(Collected data entries)
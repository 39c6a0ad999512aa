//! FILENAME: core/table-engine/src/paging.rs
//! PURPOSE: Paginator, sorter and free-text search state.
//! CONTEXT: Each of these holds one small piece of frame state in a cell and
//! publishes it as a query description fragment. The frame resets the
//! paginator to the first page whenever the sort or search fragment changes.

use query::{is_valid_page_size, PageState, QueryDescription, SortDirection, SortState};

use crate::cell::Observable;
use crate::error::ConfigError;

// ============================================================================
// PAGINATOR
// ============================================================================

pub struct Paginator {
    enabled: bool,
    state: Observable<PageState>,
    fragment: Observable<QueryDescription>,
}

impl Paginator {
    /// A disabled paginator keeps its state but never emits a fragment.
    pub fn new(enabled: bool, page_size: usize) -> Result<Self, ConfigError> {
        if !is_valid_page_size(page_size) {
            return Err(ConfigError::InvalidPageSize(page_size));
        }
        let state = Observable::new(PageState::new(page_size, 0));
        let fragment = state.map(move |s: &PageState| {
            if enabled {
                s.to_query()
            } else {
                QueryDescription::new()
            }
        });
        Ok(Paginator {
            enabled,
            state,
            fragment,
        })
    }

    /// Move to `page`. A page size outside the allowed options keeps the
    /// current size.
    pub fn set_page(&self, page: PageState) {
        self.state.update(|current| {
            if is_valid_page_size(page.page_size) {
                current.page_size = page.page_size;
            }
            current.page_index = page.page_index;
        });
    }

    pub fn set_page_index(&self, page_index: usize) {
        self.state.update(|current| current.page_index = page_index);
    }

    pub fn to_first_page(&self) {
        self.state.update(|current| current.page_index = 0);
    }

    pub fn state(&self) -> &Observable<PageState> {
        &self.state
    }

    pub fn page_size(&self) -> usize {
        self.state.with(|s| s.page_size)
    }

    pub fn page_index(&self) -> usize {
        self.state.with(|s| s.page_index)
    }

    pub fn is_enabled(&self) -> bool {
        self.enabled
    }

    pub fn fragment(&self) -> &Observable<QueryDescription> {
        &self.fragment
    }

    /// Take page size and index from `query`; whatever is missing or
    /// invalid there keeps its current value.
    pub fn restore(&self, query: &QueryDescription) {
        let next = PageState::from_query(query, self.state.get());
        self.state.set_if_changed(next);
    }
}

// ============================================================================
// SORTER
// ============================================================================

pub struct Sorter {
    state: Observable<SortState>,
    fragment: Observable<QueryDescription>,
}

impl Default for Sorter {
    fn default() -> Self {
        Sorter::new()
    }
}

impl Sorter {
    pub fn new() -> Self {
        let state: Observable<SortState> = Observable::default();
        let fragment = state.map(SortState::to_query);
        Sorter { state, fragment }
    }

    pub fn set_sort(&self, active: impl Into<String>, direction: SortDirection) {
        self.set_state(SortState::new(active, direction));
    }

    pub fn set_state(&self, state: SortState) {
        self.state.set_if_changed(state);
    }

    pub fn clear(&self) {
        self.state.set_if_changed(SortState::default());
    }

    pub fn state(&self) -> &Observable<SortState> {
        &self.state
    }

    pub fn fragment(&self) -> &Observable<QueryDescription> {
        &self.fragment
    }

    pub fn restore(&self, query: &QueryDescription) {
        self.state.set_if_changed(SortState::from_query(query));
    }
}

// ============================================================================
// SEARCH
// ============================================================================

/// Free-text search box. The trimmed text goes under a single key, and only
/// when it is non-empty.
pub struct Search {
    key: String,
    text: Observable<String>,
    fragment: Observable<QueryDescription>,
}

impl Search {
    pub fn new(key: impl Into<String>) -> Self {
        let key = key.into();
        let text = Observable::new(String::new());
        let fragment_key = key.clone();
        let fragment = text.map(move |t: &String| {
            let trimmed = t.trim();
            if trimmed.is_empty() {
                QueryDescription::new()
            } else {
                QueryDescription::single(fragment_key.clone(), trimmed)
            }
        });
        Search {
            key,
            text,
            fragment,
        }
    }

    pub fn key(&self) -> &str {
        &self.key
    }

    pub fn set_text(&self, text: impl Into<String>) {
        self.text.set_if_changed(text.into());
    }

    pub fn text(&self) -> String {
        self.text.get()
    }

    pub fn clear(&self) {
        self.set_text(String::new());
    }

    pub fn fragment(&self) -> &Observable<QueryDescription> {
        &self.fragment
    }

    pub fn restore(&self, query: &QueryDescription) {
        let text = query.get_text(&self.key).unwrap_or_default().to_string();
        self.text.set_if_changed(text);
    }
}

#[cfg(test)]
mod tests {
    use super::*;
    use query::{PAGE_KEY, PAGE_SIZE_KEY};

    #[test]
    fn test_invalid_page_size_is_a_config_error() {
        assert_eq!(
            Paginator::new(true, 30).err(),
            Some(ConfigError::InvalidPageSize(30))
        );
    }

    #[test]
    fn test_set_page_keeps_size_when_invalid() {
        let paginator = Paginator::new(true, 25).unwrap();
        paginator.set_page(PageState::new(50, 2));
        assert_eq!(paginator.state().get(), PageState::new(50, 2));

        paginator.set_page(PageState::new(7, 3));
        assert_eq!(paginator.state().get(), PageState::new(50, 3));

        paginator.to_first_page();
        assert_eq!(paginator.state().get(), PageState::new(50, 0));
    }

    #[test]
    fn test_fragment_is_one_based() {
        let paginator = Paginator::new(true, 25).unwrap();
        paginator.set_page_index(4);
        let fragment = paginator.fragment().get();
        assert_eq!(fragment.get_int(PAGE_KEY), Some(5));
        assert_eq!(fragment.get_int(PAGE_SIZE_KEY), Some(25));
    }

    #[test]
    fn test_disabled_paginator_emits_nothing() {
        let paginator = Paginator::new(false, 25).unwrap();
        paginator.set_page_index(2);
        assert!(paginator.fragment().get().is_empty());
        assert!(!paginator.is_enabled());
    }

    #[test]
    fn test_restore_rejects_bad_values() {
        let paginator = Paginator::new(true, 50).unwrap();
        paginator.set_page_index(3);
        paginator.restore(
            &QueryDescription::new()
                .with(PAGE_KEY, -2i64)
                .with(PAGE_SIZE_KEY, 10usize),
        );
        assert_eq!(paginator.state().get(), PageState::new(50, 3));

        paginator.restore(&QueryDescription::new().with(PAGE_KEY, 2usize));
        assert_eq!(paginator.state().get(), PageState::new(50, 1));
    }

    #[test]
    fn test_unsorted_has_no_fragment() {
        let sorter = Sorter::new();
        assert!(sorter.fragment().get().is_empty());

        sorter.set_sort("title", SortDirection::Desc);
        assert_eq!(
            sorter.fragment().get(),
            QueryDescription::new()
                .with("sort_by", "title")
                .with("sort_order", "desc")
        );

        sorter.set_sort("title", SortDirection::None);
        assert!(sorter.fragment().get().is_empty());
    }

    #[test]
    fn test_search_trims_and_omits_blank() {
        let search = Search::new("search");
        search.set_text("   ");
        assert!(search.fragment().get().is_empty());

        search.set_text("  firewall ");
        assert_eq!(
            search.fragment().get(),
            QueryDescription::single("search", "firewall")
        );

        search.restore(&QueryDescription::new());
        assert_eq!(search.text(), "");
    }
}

> **Try it**: Could you return every line from the entries above in which the string "bool" occurs?

> **Answer space**:
    enabled: bool,
    pub fn new(enabled: bool, page_size: usize) -> Result<Self, ConfigError> {
    pub fn is_enabled(&self) -> bool {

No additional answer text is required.